Records excerpted from a collection:

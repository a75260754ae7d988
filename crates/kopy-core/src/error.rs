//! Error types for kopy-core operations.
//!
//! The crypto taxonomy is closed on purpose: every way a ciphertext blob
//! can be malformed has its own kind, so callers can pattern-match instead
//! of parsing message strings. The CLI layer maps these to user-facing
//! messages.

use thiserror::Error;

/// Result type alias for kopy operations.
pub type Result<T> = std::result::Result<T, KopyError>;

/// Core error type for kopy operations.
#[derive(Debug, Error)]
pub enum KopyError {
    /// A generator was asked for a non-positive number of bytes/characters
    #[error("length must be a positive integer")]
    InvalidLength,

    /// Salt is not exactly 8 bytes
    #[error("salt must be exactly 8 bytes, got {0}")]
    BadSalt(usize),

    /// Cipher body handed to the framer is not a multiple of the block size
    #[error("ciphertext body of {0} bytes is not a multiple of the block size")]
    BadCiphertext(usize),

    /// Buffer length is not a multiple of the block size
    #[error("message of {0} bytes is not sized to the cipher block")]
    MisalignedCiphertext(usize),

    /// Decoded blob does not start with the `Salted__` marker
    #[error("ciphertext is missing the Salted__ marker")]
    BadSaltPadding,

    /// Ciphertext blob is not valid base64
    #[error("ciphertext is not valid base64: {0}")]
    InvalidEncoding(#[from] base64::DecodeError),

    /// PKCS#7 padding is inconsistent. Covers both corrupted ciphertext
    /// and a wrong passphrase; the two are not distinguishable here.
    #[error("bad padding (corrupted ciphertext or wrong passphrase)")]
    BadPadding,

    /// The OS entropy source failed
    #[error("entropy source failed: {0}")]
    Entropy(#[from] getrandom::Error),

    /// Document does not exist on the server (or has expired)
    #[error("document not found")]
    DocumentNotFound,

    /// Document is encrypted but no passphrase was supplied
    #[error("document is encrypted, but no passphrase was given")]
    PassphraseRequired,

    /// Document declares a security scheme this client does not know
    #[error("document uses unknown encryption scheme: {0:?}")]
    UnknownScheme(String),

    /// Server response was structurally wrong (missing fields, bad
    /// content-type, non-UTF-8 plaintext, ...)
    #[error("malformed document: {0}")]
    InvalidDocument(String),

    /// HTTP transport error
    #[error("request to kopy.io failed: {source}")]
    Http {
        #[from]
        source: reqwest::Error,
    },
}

- What is being asked:
Your task is to reproduce exactly the lines that begin at the line containing "OS entropy source failed" and end at the final line of the data above.

- Response to the exercise:
    /// The OS entropy source failed
    #[error("entropy source failed: {0}")]
    Entropy(#[from] getrandom::Error),

    /// Document does not exist on the server (or has expired)
    #[error("document not found")]
    DocumentNotFound,

    /// Document is encrypted but no passphrase was supplied
    #[error("document is encrypted, but no passphrase was given")]
    PassphraseRequired,

    /// Document declares a security scheme this client does not know
    #[error("document uses unknown encryption scheme: {0:?}")]
    UnknownScheme(String),

    /// Server response was structurally wrong (missing fields, bad
    /// content-type, non-UTF-8 plaintext, ...)
    #[error("malformed document: {0}")]
    InvalidDocument(String),

    /// HTTP transport error
    #[error("request to kopy.io failed: {source}")]
    Http {
        #[from]
        source: reqwest::Error,
    },
}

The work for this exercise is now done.